(Beginning of SUPPLIED ENTRIES)

/// Source body identifiers to ensure consistency across the codebase.
/// These constants define the mapping between source ids, their input file
/// names, and the issuing agency they correspond to.

// Source body identifiers (used in CLI and in the `source` output column)
pub const CAC_SOURCE: &str = "cac";
pub const MIIT_SOURCE: &str = "miit";
pub const TC260_SOURCE: &str = "tc260";

/// Conventional input file name for a source body
pub fn source_input_filename(source: &str) -> String {
    format!("{}_all_policies.csv", source)
}

/// Full agency name for a source body id
pub fn source_display_name(source: &str) -> &str {
    match source {
        CAC_SOURCE => "国家互联网信息办公室",
        MIIT_SOURCE => "中华人民共和国工业和信息化部",
        TC260_SOURCE => "全国信息安全标准化技术委员会",
        other => other,
    }
}

/// Get all supported source body ids
pub fn default_sources() -> Vec<&'static str> {
    vec![CAC_SOURCE, MIIT_SOURCE, TC260_SOURCE]
}

#[cfg(test)]
mod tests {
    use super::*;

    #[test]
    fn input_filename_follows_convention() {
        assert_eq!(source_input_filename(MIIT_SOURCE), "miit_all_policies.csv");
    }

    #[test]
    fn unknown_source_display_name_passes_through() {
        assert_eq!(source_display_name("customs"), "customs");
    }
}
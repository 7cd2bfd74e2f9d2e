// src/html/mod.rs
//
// HTML prettifier (tokenizer → renderer) and minifier (regex pipeline).

mod minify;
pub mod render;
pub mod tags;
pub mod tokenizer;

pub use minify::minify;
pub use render::{RenderState, Renderer, StyleFormatter};
pub use tokenizer::{tokenize, Token, Tokenizer};

use crate::error::FormatError;

/// Reformat `text` one element per line with tab indentation, delegating `<style>` bodies to
/// `format_style`.
///
/// ## Errors
///
/// Propagates failures of `format_style`, and fails if the output is not valid UTF-8.
pub fn prettify(text: &str, format_style: StyleFormatter) -> Result<String, FormatError> {
    let tokens: Vec<Token<'_>> = tokenize(text.trim()).collect();
    Renderer::new(format_style).render(&tokens)
}
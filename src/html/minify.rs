// src/html/minify.rs
//
// Regex pipeline. Unlike the prettifier it does not protect `pre`, `textarea`, `script`
// or `style` content: whitespace there is collapsed like everywhere else.

use regex::Regex;
use std::sync::LazyLock;

static COMMENTS: LazyLock<Regex> =
    LazyLock::new(|| Regex::new(r"<!--[\s\S]*?-->").expect("invalid html comment regex"));

static WHITESPACE: LazyLock<Regex> =
    LazyLock::new(|| Regex::new(r"\s+").expect("invalid whitespace regex"));

static BETWEEN_TAGS: LazyLock<Regex> =
    LazyLock::new(|| Regex::new(r">\s+<").expect("invalid inter-tag regex"));

/// Drop comments, fold whitespace runs to one space, and remove whitespace between tags.
pub fn minify(text: &str) -> String {
    let out = COMMENTS.replace_all(text, "");
    let out = WHITESPACE.replace_all(&out, " ");
    let out = BETWEEN_TAGS.replace_all(&out, "><");
    out.trim().to_owned()
}

#[cfg(test)]
mod tests {
    use super::*;

    #[test]
    fn folds_but_keeps_interior_space() {
        assert_eq!(minify("<p>  a  </p>\n<p>b</p>"), "<p> a </p><p>b</p>");
    }

    #[test]
    fn drops_comments() {
        assert_eq!(
            minify("<div>\n  <!-- note\n spanning -->\n  <span>x</span>\n</div>"),
            "<div><span>x</span></div>"
        );
    }

    #[test]
    fn does_not_protect_preformatted_text() {
        assert_eq!(minify("<pre>a\n    b</pre>"), "<pre>a b</pre>");
    }
}
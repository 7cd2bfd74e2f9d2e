// src/lib.rs
//
// prettymin — CSS/HTML prettifier and minifier driven by character scanners
//
// - CSS prettify: single forward scan tracking comments, strings, rule blocks, property
//   values, calc() expressions and at-rule parameter groups; one declaration per line.
// - CSS minify: regex pipeline that strips comments and layout whitespace.
// - HTML prettify: tokenizer (tags, text, verbatim elements, comments) feeding a renderer
//   with an indent level and an open-element stack. `<style>` bodies go back through the
//   CSS prettifier; text and attribute values are entity-decoded.
// - HTML minify: regex pipeline that strips comments and inter-tag whitespace.
//
// Every operation is a pure `&str -> Result<String, FormatError>` function. A failure means
// "no output": callers must not apply partial results.

pub mod css;
pub mod entities;
pub mod error;
pub mod html;
pub mod operation;

pub use error::{FormatError, ParseOperationError};
pub use operation::Operation;

/// Prettify CSS.
///
/// ## Errors
///
/// [`FormatError::InvalidCss`] if the text cannot be reformatted.
pub fn css_prettify(text: &str) -> Result<String, FormatError> {
    guard("css-prettify", text, FormatError::InvalidCss, css::prettify)
}

/// Minify CSS.
///
/// ## Errors
///
/// Never fails today; the signature matches the other operations.
pub fn css_minify(text: &str) -> Result<String, FormatError> {
    guard("css-minify", text, FormatError::InvalidCss, |t| Ok(css::minify(t)))
}

/// Prettify HTML, reformatting embedded `<style>` blocks as CSS.
///
/// ## Errors
///
/// [`FormatError::InvalidHtml`] if the text (or an embedded style block) cannot be
/// reformatted.
pub fn html_prettify(text: &str) -> Result<String, FormatError> {
    guard("html-prettify", text, FormatError::InvalidHtml, |t| {
        html::prettify(t, css::prettify)
    })
}

/// Minify HTML.
///
/// ## Errors
///
/// Never fails today; the signature matches the other operations.
pub fn html_minify(text: &str) -> Result<String, FormatError> {
    guard("html-minify", text, FormatError::InvalidHtml, |t| Ok(html::minify(t)))
}

/// Run `op`, collapsing any failure into the single user-facing error for its language.
fn guard<F>(name: &str, text: &str, failure: FormatError, op: F) -> Result<String, FormatError>
where
    F: FnOnce(&str) -> Result<String, FormatError>,
{
    log::debug!("{name}: {} bytes in", text.len());
    match op(text) {
        Ok(out) => {
            log::debug!("{name}: {} bytes out", out.len());
            Ok(out)
        }
        Err(e) => {
            log::warn!("{name} failed: {e:?}");
            Err(failure)
        }
    }
}

#[cfg(test)]
mod tests {
    use super::*;

    #[test]
    fn style_failures_surface_as_html_errors() {
        let bad = |_: &str| -> Result<String, FormatError> { Err(FormatError::InvalidCss) };
        assert_eq!(
            guard("t", "x", FormatError::InvalidHtml, bad),
            Err(FormatError::InvalidHtml)
        );
    }

    #[test]
    fn entry_points_agree_with_modules() {
        let css = "a{b:c}";
        assert_eq!(css_prettify(css).unwrap(), css::prettify(css).unwrap());
        assert_eq!(css_minify("a { b: c; }").unwrap(), "a{b:c}");
        assert_eq!(html_minify("<i> x </i>\n<b></b>").unwrap(), "<i> x </i><b></b>");
        assert_eq!(html_prettify("  <p>x</p>  ").unwrap(), "<p>x</p>");
    }
}
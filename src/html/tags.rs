// src/html/tags.rs
//
// Tag classification and tag-text helpers shared by the tokenizer and renderer.
//
// - Tag sets are matched ASCII-case-insensitively on the raw name bytes.
// - `find_tag_end` is quote-aware: a '>' inside "..." or '...' does not end a tag.
// - `normalize_tag` folds every whitespace run inside a tag to one space and decodes
//   character references in quoted attribute values (attribute mode, so quotes stay encoded).

use crate::entities;

/* =============================== Core sets =============================== */

pub fn is_void(name: &[u8]) -> bool {
    matches_ignore_ascii_case(
        name,
        &[
            b"area", b"base", b"br", b"col", b"embed", b"hr", b"img", b"input", b"link", b"meta",
            b"param", b"source", b"track", b"wbr",
        ],
    )
}

/// Tags that never force a line break of their own while collapsing a block.
pub fn is_inline(name: &[u8]) -> bool {
    matches_ignore_ascii_case(
        name,
        &[
            b"a", b"abbr", b"b", b"button", b"cite", b"code", b"del", b"dfn", b"em", b"i",
            b"ins", b"kbd", b"label", b"mark", b"q", b"samp", b"small", b"span", b"strong",
            b"sub", b"sup", b"td", b"th", b"time", b"u", b"var",
        ],
    )
}

/// Block tags whose text/inline-only content is rendered on one line.
pub fn is_collapsible(name: &[u8]) -> bool {
    matches_ignore_ascii_case(
        name,
        &[
            b"title", b"h1", b"h2", b"h3", b"h4", b"h5", b"h6", b"p", b"li", b"figcaption",
            b"dt", b"dd",
        ],
    )
}

/// Tags whose end tag may be omitted when a sibling of the same name begins.
pub fn is_auto_closing(name: &[u8]) -> bool {
    matches_ignore_ascii_case(name, &[b"p", b"li", b"dt", b"dd", b"option"])
}

/// Elements whose content passes through the prettifier untouched.
pub fn is_verbatim(name: &[u8]) -> bool {
    matches_ignore_ascii_case(name, &[b"pre", b"textarea", b"script", b"style"])
}

/* ============================ Utility predicates ========================= */

#[inline]
pub fn is_name_char(b: u8) -> bool {
    b.is_ascii_alphanumeric() || b == b'-' || b == b'_' || b == b':'
}

#[inline]
pub fn is_ws(b: u8) -> bool {
    b == b' ' || b == b'\t' || b == b'\n' || b == b'\r' || b == b'\x0C'
}

fn matches_ignore_ascii_case(name: &[u8], set: &[&[u8]]) -> bool {
    set.iter().any(|&s| name.eq_ignore_ascii_case(s))
}

fn trim_spaces(buf: &mut Vec<u8>) {
    while buf.last() == Some(&b' ') {
        buf.pop();
    }
    let lead = buf.iter().take_while(|&&b| b == b' ').count();
    buf.drain(..lead);
}

/* =============================== Tag parsing ============================= */

#[derive(Clone, Copy, Debug, PartialEq, Eq)]
pub struct TagInfo<'a> {
    pub name: &'a [u8],
    pub is_end: bool,
    pub self_closing: bool,
}

/// Find the '>' for a tag starting at `i` (s[i] == '<'), being quote-aware.
pub fn find_tag_end(s: &[u8], mut i: usize) -> Option<usize> {
    let n = s.len();
    i += 1;
    let mut quote: u8 = 0;
    while i < n {
        let b = s[i];
        if quote != 0 {
            if b == quote {
                quote = 0;
            }
        } else if b == b'"' || b == b'\'' {
            quote = b;
        } else if b == b'>' {
            return Some(i);
        }
        i += 1;
    }
    None
}

/// Extract tag name, end/self-closing flags from raw `<...>` bytes.
///
/// Declarations (`<!doctype>`, `<?xml?>`) and malformed tags yield an empty name.
pub fn parse_tag_info(tag: &[u8]) -> TagInfo<'_> {
    let n = tag.len();
    let mut i = 1;

    let mut is_end = false;
    if i < n && tag[i] == b'/' {
        is_end = true;
        i += 1;
    }
    while i < n && is_ws(tag[i]) {
        i += 1;
    }
    let start = i;
    while i < n && is_name_char(tag[i]) {
        i += 1;
    }
    let name = &tag[start..i];

    let self_closing = tag.trim_ascii_end().ends_with(b"/>");

    TagInfo {
        name,
        is_end,
        self_closing,
    }
}

/// `<!…>` or `<?…>`: never part of the element structure.
pub fn is_declaration(tag: &[u8]) -> bool {
    tag.starts_with(b"<!") || tag.starts_with(b"<?")
}

pub fn is_doctype(tag: &[u8]) -> bool {
    tag.len() >= 9 && tag[..9].eq_ignore_ascii_case(b"<!doctype")
}

/* ======================== Inside-tag normalization ====================== */

/// Write `tag` to `out` with every whitespace run (inside quoted values too) folded to a
/// single space, and no space after '<' or before '>'. Quoted values are entity-decoded in
/// attribute mode.
///
/// An unterminated tag (no closing '>') is normalized the same way without adding one.
pub fn normalize_tag(tag: &[u8], out: &mut Vec<u8>) {
    if tag.len() < 2 || tag[0] != b'<' {
        out.extend_from_slice(tag);
        return;
    }
    let closed = tag.ends_with(b">");
    let inner = if closed { &tag[1..tag.len() - 1] } else { &tag[1..] };

    let mut buf: Vec<u8> = Vec::with_capacity(inner.len());
    let mut value: Vec<u8> = Vec::new();
    let mut quote: u8 = 0;

    let push_space_once = |buf: &mut Vec<u8>| {
        if buf.last() != Some(&b' ') {
            buf.push(b' ');
        }
    };

    for &b in inner {
        if quote != 0 {
            if b == quote {
                push_attribute_value(&value, &mut buf);
                value.clear();
                buf.push(b);
                quote = 0;
            } else if is_ws(b) {
                push_space_once(&mut value);
            } else {
                value.push(b);
            }
        } else if b == b'"' || b == b'\'' {
            quote = b;
            buf.push(b);
        } else if is_ws(b) {
            push_space_once(&mut buf);
        } else {
            buf.push(b);
        }
    }

    // Unterminated quote: keep what was collected.
    if quote != 0 {
        push_attribute_value(&value, &mut buf);
    }

    trim_spaces(&mut buf);
    // `<br />` keeps its space; `<a href="x" >` does not.
    out.push(b'<');
    out.extend_from_slice(&buf);
    if closed {
        out.push(b'>');
    }
}

fn push_attribute_value(value: &[u8], buf: &mut Vec<u8>) {
    match std::str::from_utf8(value) {
        Ok(v) => buf.extend_from_slice(entities::decode(v, true).as_bytes()),
        Err(_) => buf.extend_from_slice(value),
    }
}

#[cfg(test)]
mod tests {
    use super::*;

    fn norm(tag: &str) -> String {
        let mut out = Vec::new();
        normalize_tag(tag.as_bytes(), &mut out);
        String::from_utf8(out).unwrap()
    }

    #[test]
    fn tag_end_ignores_quoted_gt() {
        let s = br#"<a title="x > y" href='>'>rest"#;
        assert_eq!(find_tag_end(s, 0), Some(25));
        assert_eq!(find_tag_end(b"<a title=\"open", 0), None);
    }

    #[test]
    fn parses_names_and_flags() {
        let t = parse_tag_info(b"</ DIV >");
        assert_eq!(t.name, b"DIV");
        assert!(t.is_end);

        let t = parse_tag_info(b"<br/>");
        assert_eq!(t.name, b"br");
        assert!(t.self_closing);

        let t = parse_tag_info(b"<my-widget data-x=\"1\">");
        assert_eq!(t.name, b"my-widget");
        assert!(!t.self_closing);

        assert_eq!(parse_tag_info(b"<!doctype html>").name, b"");
    }

    #[test]
    fn classifies_sets_case_insensitively() {
        assert!(is_void(b"BR"));
        assert!(is_inline(b"Span"));
        assert!(!is_inline(b"div"));
        assert!(is_collapsible(b"H3"));
        assert!(is_auto_closing(b"option"));
        assert!(is_verbatim(b"Script"));
        assert!(is_doctype(b"<!DOCTYPE html>"));
        assert!(is_declaration(b"<?xml version=\"1.0\"?>"));
    }

    #[test]
    fn normalizes_outside_quotes() {
        assert_eq!(norm("<div   class=\"a\"\n   id=\"b\" >"), "<div class=\"a\" id=\"b\">");
        assert_eq!(norm("< p >"), "<p>");
        assert_eq!(norm("<br />"), "<br />");
        assert_eq!(norm("<a href=\n\"x\">"), "<a href= \"x\">");
    }

    #[test]
    fn folds_whitespace_inside_quoted_values() {
        assert_eq!(norm("<a href=\"x\"   title=\"a   b\">"), "<a href=\"x\" title=\"a b\">");
        assert_eq!(norm("<a title=\"a\n    b\">"), "<a title=\"a b\">");
    }

    #[test]
    fn decodes_attribute_values_in_attribute_mode() {
        assert_eq!(
            norm("<a title=\"&copy; &quot;x&quot; &amp;\">"),
            "<a title=\"\u{00A9} &quot;x&quot; &amp;\">"
        );
    }

    #[test]
    fn unterminated_tag_gets_no_closer() {
        assert_eq!(norm("<div  class=\"a"), "<div class=\"a");
    }
}
// src/html/render.rs
//
// Turns the token sequence into indented HTML, one token (or collapsed run) per line.
//
// Per token, in priority order:
//   1. `<style>` element → open tag as written, its body run through the injected style
//      formatter and indented one level deeper (nothing for an empty body), close tag as
//      written. No stack effect.
//   2. Other verbatim elements, comments and `<![…]>` markers → emitted as-is.
//   3. `<![if …]>` / `<![endif]>` → a virtual block (indent only, never on the stack).
//   4. `<!doctype …>` → column 0.
//   5. Collapsible block tags → one line if only text/inline tags precede the close tag
//      (or, for `p`/`li`/`dt`/`dd`, the tag that implicitly closes it).
//   6. Void and self-closing tags → no stack effect.
//   7. Auto-closing tags → close an open sibling of the same name first.
//   8. End tags → dedent, pop when the name is on top of the stack.
//   9. Start tags → emit, indent, push.
//  10. Text → entity-decoded, emitted at the current indent.
//
// Indentation is floored at zero: stray end tags never produce negative depth.

use memchr::memrchr;

use super::tags::{
    find_tag_end, is_auto_closing, is_collapsible, is_declaration, is_doctype, is_inline,
    is_void, is_ws, normalize_tag, parse_tag_info, TagInfo,
};
use super::tokenizer::Token;
use crate::entities;
use crate::error::FormatError;

/// Formats the body of a `<style>` element.
pub type StyleFormatter = fn(&str) -> Result<String, FormatError>;

/// Mutable per-call state: output buffer, depth and open element names (lowercase).
#[derive(Debug, Default)]
pub struct RenderState {
    pub indent: usize,
    pub open: Vec<Vec<u8>>,
    pub out: Vec<u8>,
}

impl RenderState {
    fn line(&mut self, content: &[u8]) {
        self.line_at(self.indent, content);
    }

    fn line_at(&mut self, indent: usize, content: &[u8]) {
        self.out.resize(self.out.len() + indent, b'\t');
        self.out.extend_from_slice(content);
        self.out.push(b'\n');
    }

    fn dedent(&mut self) {
        self.indent = self.indent.saturating_sub(1);
    }

    fn top_is(&self, name: &[u8]) -> bool {
        self.open.last().is_some_and(|top| top.eq_ignore_ascii_case(name))
    }

    /// Pop the top element and emit its end tag one level up.
    fn close_top(&mut self) {
        if let Some(name) = self.open.pop() {
            self.dedent();
            let mut tag = Vec::with_capacity(name.len() + 3);
            tag.extend_from_slice(b"</");
            tag.extend_from_slice(&name);
            tag.push(b'>');
            log::trace!(
                target: "prettymin::html",
                "auto-close </{}>",
                String::from_utf8_lossy(&name)
            );
            self.line(&tag);
        }
    }
}

/// Token-to-text renderer. The CSS formatter is injected rather than looked up globally.
#[derive(Debug, Clone, Copy)]
pub struct Renderer {
    format_style: StyleFormatter,
}

impl Renderer {
    pub fn new(format_style: StyleFormatter) -> Self {
        Self { format_style }
    }

    /// Render `tokens`; the result is trimmed and has no trailing newline.
    ///
    /// ## Errors
    ///
    /// Fails when the style formatter fails, or if the output is not valid UTF-8.
    pub fn render(&self, tokens: &[Token<'_>]) -> Result<String, FormatError> {
        let mut state = RenderState::default();
        let mut i = 0usize;
        while i < tokens.len() {
            i = self.step(tokens, i, &mut state)?;
        }

        let trimmed = state.out.trim_ascii();
        String::from_utf8(trimmed.to_vec()).map_err(|_| FormatError::InvalidHtml)
    }

    /// Handle the token at `i`; return the index of the next unhandled token.
    fn step(
        &self,
        tokens: &[Token<'_>],
        i: usize,
        state: &mut RenderState,
    ) -> Result<usize, FormatError> {
        match tokens[i] {
            Token::Verbatim(raw) => {
                let name = parse_tag_info(raw.as_bytes()).name;
                if name.eq_ignore_ascii_case(b"style") {
                    self.style_block(raw.as_bytes(), state)?;
                } else {
                    state.line(raw.as_bytes());
                }
            }
            Token::Comment(raw) => comment(raw.as_bytes(), state),
            Token::Text(raw) => {
                let text = raw.trim_ascii();
                if !text.is_empty() {
                    state.line(entities::decode(text, false).as_bytes());
                }
            }
            Token::Tag(raw) => {
                let tag = raw.as_bytes().trim_ascii();
                let info = parse_tag_info(tag);
                if !info.is_end && is_collapsible(info.name) {
                    if let Some(next) = collapse(tokens, i, info.name, state) {
                        return Ok(next);
                    }
                }
                element(tag, state);
            }
        }
        Ok(i + 1)
    }

    /// `<style …>body</style>`: the body is reformatted and indented one level deeper.
    fn style_block(&self, raw: &[u8], state: &mut RenderState) -> Result<(), FormatError> {
        let open_end = find_tag_end(raw, 0);
        let close_start = memrchr(b'<', raw);
        let (Some(open_end), Some(close_start)) = (open_end, close_start) else {
            state.line(raw);
            return Ok(());
        };
        if close_start <= open_end {
            state.line(raw);
            return Ok(());
        }

        let body = std::str::from_utf8(&raw[open_end + 1..close_start])
            .map_err(|_| FormatError::InvalidHtml)?;
        let css = (self.format_style)(body)?;

        state.line(&raw[..=open_end]);
        for line in css.trim_end().lines() {
            if line.is_empty() {
                state.out.push(b'\n');
            } else {
                state.line_at(state.indent + 1, line.as_bytes());
            }
        }
        state.line(&raw[close_start..]);
        Ok(())
    }
}

/* ============================ Comment markers =========================== */

fn comment(raw: &[u8], state: &mut RenderState) {
    let raw = raw.trim_ascii();
    if starts_with_ignore_case(raw, b"<![endif") {
        state.dedent();
        state.line(raw);
    } else if starts_with_ignore_case(raw, b"<![if") {
        state.line(raw);
        state.indent += 1;
    } else {
        state.line(raw);
    }
}

fn starts_with_ignore_case(s: &[u8], prefix: &[u8]) -> bool {
    s.len() >= prefix.len() && s[..prefix.len()].eq_ignore_ascii_case(prefix)
}

/* =============================== Elements =============================== */

fn element(tag: &[u8], state: &mut RenderState) {
    let mut normalized = Vec::with_capacity(tag.len());
    normalize_tag(tag, &mut normalized);

    if is_doctype(tag) {
        state.line_at(0, &normalized);
        return;
    }
    let info = parse_tag_info(tag);
    if is_declaration(tag) || info.name.is_empty() {
        state.line(&normalized);
        return;
    }
    let name = info.name.to_ascii_lowercase();

    if info.is_end {
        // An end tag for an element deeper in the stack closes the omitted end tags above it.
        if state.open.iter().any(|open| *open == name) {
            while !state.top_is(&name) && state.open.last().is_some_and(|t| is_auto_closing(t)) {
                state.close_top();
            }
        }
        state.dedent();
        if state.top_is(&name) {
            state.open.pop();
        }
        state.line(&normalized);
        return;
    }

    if info.self_closing || is_void(&name) {
        state.line(&normalized);
        return;
    }

    if is_auto_closing(&name) && state.top_is(&name) {
        state.close_top();
    }

    state.line(&normalized);
    state.indent += 1;
    state.open.push(name);
}

/* ========================== Collapsible blocks ========================== */

/// Try to render the block opened at `start` as one line.
///
/// Scans forward over text and inline tags, counting unmatched inline opens so that an
/// out-of-order inline end tag does not end the scan early. Succeeds when the end tag for
/// `name` is reached with no open inline elements; any other tag aborts. An auto-closing
/// block also ends, implicitly, at a sibling start tag of the same name or at the end tag
/// of an open ancestor; that terminator is left for the next step. Returns the index of
/// the next unhandled token.
fn collapse(
    tokens: &[Token<'_>],
    start: usize,
    name: &[u8],
    state: &mut RenderState,
) -> Option<usize> {
    let mut open_inline = 0isize;
    let mut end = None;
    for (j, token) in tokens.iter().enumerate().skip(start + 1) {
        match *token {
            Token::Text(_) => {}
            Token::Tag(raw) => {
                let info = parse_tag_info(raw.as_bytes().trim_ascii());
                if open_inline == 0 {
                    if info.is_end && info.name.eq_ignore_ascii_case(name) {
                        end = Some((j, true));
                        break;
                    }
                    if is_auto_closing(name) && closes_implicitly(&info, name, state) {
                        end = Some((j, false));
                        break;
                    }
                }
                if !is_inline(info.name) {
                    return None;
                }
                if info.is_end {
                    open_inline -= 1;
                } else if !info.self_closing {
                    open_inline += 1;
                }
            }
            Token::Verbatim(_) | Token::Comment(_) => return None,
        }
    }
    let (end, consumed) = end?;

    let mut inner = Vec::new();
    for token in &tokens[start + 1..end] {
        match *token {
            Token::Text(raw) => push_collapsed(entities::decode(raw, false).as_bytes(), &mut inner),
            Token::Tag(raw) => normalize_tag(raw.as_bytes().trim_ascii(), &mut inner),
            Token::Verbatim(_) | Token::Comment(_) => {}
        }
    }

    let mut line = Vec::with_capacity(inner.len() + 16);
    normalize_tag(tokens[start].as_str().as_bytes().trim_ascii(), &mut line);
    line.extend_from_slice(inner.trim_ascii());
    if consumed {
        normalize_tag(tokens[end].as_str().as_bytes().trim_ascii(), &mut line);
    } else {
        line.extend_from_slice(b"</");
        line.extend(name.iter().map(u8::to_ascii_lowercase));
        line.push(b'>');
    }

    log::trace!(
        target: "prettymin::html",
        "collapsed <{}> over {} tokens",
        String::from_utf8_lossy(name),
        end - start + 1
    );
    state.line(&line);
    Some(if consumed { end + 1 } else { end })
}

/// A same-name start tag, or the end tag of an element that is still open.
fn closes_implicitly(info: &TagInfo<'_>, name: &[u8], state: &RenderState) -> bool {
    if info.is_end {
        state.open.iter().any(|open| open.eq_ignore_ascii_case(info.name))
    } else {
        info.name.eq_ignore_ascii_case(name)
    }
}

/// Append `text` with every whitespace run folded to a single space.
fn push_collapsed(text: &[u8], out: &mut Vec<u8>) {
    let mut in_ws = false;
    for &b in text {
        if is_ws(b) {
            if !in_ws {
                out.push(b' ');
            }
            in_ws = true;
        } else {
            out.push(b);
            in_ws = false;
        }
    }
}
// src/main.rs
//
// prettymin — prettify or minify a CSS/HTML file (or STDIN)
//
// - The whole input is one selection: it is transformed and written back, or left alone.
// - Whitespace-only input is passed through untouched.
// - On failure nothing is written; the message goes to stderr and the exit code is 1.
//
// Usage:
//   prettymin css-prettify style.css            (rewrite in place)
//   prettymin html-minify page.html out.html    (write elsewhere)
//   cat a.css | prettymin css-minify -          (STDIN → STDOUT)
//
// Set RUST_LOG=debug for per-operation sizes, RUST_LOG=prettymin::html=trace for tokens.

use clap::Parser;
use prettymin::{FormatError, Operation};
use std::fs;
use std::io::{self, Read, Write};
use std::path::{Path, PathBuf};
use std::process::ExitCode;
use thiserror::Error;

/// CLI flags
#[derive(Parser)]
#[command(author, version, about)]
struct Cli {
    /// css-prettify, css-minify, html-prettify or html-minify
    operation: Operation,

    /// Input file, or "-" for STDIN
    input: PathBuf,

    /// Output file (default: overwrite input, or STDOUT when reading STDIN)
    output: Option<PathBuf>,

    /// Write the result to STDOUT instead of a file
    #[arg(long)]
    stdout: bool,
}

#[derive(Debug, Error)]
enum CliError {
    #[error("{0}")]
    Format(#[from] FormatError),

    #[error("{}: {source}", path.display())]
    Io { path: PathBuf, source: io::Error },
}

fn main() -> ExitCode {
    env_logger::init();

    match run(&Cli::parse()) {
        Ok(()) => ExitCode::SUCCESS,
        Err(e) => {
            log::debug!("{e:?}");
            eprintln!("{e}");
            ExitCode::FAILURE
        }
    }
}

fn run(cli: &Cli) -> Result<(), CliError> {
    let from_stdin = cli.input.as_os_str() == "-";
    let src = read_input(&cli.input, from_stdin)?;

    let out = if src.trim().is_empty() {
        src
    } else {
        cli.operation.apply(&src)?
    };
    log::info!("{}", cli.operation.success_message());

    let target = if cli.stdout {
        None
    } else {
        cli.output
            .as_ref()
            .or((!from_stdin).then_some(&cli.input))
    };
    match target {
        Some(path) => fs::write(path, out).map_err(|source| CliError::Io {
            path: path.clone(),
            source,
        }),
        None => io::stdout()
            .lock()
            .write_all(out.as_bytes())
            .map_err(|source| CliError::Io {
                path: PathBuf::from("<stdout>"),
                source,
            }),
    }
}

fn read_input(path: &Path, from_stdin: bool) -> Result<String, CliError> {
    let res = if from_stdin {
        let mut src = String::new();
        io::stdin().read_to_string(&mut src).map(|_| src)
    } else {
        fs::read_to_string(path)
    };
    res.map_err(|source| CliError::Io {
        path: path.to_path_buf(),
        source,
    })
}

(End of SUPPLIED ENTRIES)

WHAT IS EXPECTED: Copy exactly the lines that run from the first line of the data to the line containing "pub const CAC_SOURCE: &str", please, with both ends included and nothing else.

EXERCISE OUTPUT:
/// Source body identifiers to ensure consistency across the codebase.
/// These constants define the mapping between source ids, their input file
/// names, and the issuing agency they correspond to.

// Source body identifiers (used in CLI and in the `source` output column)
pub const CAC_SOURCE: &str = "cac";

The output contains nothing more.